One pharmacist told her that the emergency contraceptive pill was effective only the morning after unprotected sex. Another told her the drug, known as Plan B, was effective up to three days after unprotected sex.
“Someone’s got to be wrong,” said Lewis, 19, a former NARAL Pro-Choice America intern and an upcoming sophomore at Hood College.
As more women opt for the emergency contraceptive — approved by the Food and Drug Administration in November 2006 for over-the-counter sale — a uniform approach to distribution is still lacking, advocates say.
Since its approval, sales of the drug have more than doubled from 17,000 per week in August 2006 to 40,000 per week one year later, according to the Reproductive Health Technologies Project, a reproductive health advocate.
“Making it over the counter not only made it more accessible to women, but increased their awareness that it exists,” said Wendy Royalty, spokeswoman for Planned Parenthood of Maryland.
But advocates say a uniform approach to care by pharmacists is still lacking.
“I think they don’t inform people at all at the pharmacy,” said Lewis, of Damascus. “They just expect you to read the directions.”
An overall policy to enforce a uniform process of care by pharmacists is missing if questions aren’t being asked before the drug is dispensed, said Magaly Rodriguez deBittner, president of the Maryland Pharmacists Association.

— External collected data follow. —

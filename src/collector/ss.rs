use std::net::IpAddr;

use crate::record::{ConnectionRecord, Endpoint};

/// Same selection as the netstat call; `-H` drops the header line.
pub const ARGS: &[&str] = &["-tunapH"];

pub fn parse(output: &str) -> Vec<ConnectionRecord> {
    output.lines().filter_map(parse_line).collect()
}

// Netid State Recv-Q Send-Q Local:Port Peer:Port [Process]
fn parse_line(line: &str) -> Option<ConnectionRecord> {
    let parts: Vec<&str> = line.split_whitespace().collect();
    if parts.len() < 6 {
        return None;
    }
    let proto = parts[0];
    if !proto.starts_with("tcp") && !proto.starts_with("udp") {
        return None;
    }

    let local = Endpoint::parse(parts[4])?;
    let remote = Endpoint::parse(parts[5])?;
    let (pid, process_name) = parse_users(&parts[6..].join(" "));

    Some(ConnectionRecord {
        proto: family_proto(proto, &local),
        local,
        remote,
        state: normalize_state(parts[1]),
        pid,
        process_name,
    })
}

/// ss prints `tcp`/`udp` for both families; netstat appends `6` for IPv6.
fn family_proto(netid: &str, local: &Endpoint) -> String {
    match local.address {
        Some(IpAddr::V6(_)) if !netid.ends_with('6') => format!("{netid}6"),
        _ => netid.to_string(),
    }
}

/// Maps ss state names onto the netstat spelling.
fn normalize_state(state: &str) -> Option<String> {
    let mapped = match state {
        "UNCONN" => return None,
        "ESTAB" => "ESTABLISHED".to_string(),
        "FIN-WAIT-1" => "FIN_WAIT1".to_string(),
        "FIN-WAIT-2" => "FIN_WAIT2".to_string(),
        other => other.replace('-', "_"),
    };
    Some(mapped)
}

// users:(("sshd",pid=812,fd=3),("sshd",pid=813,fd=3))
fn parse_users(col: &str) -> (Option<u32>, Option<String>) {
    let Some(start) = col.find("((\"") else {
        return (None, None);
    };
    let entry = &col[start + 3..];
    let name = entry.split_once('"').map(|(name, _)| name.to_string());
    let pid = entry.find("pid=").and_then(|i| {
        let digits: String = entry[i + 4..]
            .chars()
            .take_while(|c| c.is_ascii_digit())
            .collect();
        digits.parse().ok()
    });
    (pid, name)
}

“My responsibility as the pharmacist giving you a recommendation is to ask you questions that will dictate what I give you,”
deBittner said.
However, advocates say, too often this does not seem to be the case.
“The couple times I’ve tried to get it, the pharmacists are uninformed and unhelpful,” said Lewis, who added that at one grocery store pharmacy in Germantown, a pharmacist told her the drug could not be sold to unmarried customers.
The cost of a standard two-pill pack varies — Planned Parenthood health centers sell it for $20, and area pharmacies charge about $40.
“I don’t think it encourages people to take more risks [in their sexual behavior] because it usually makes you pretty sick,” Lewis said. “It’s a whole bunch of no fun, so I don’t think it encourages anybody to be a risk taker.”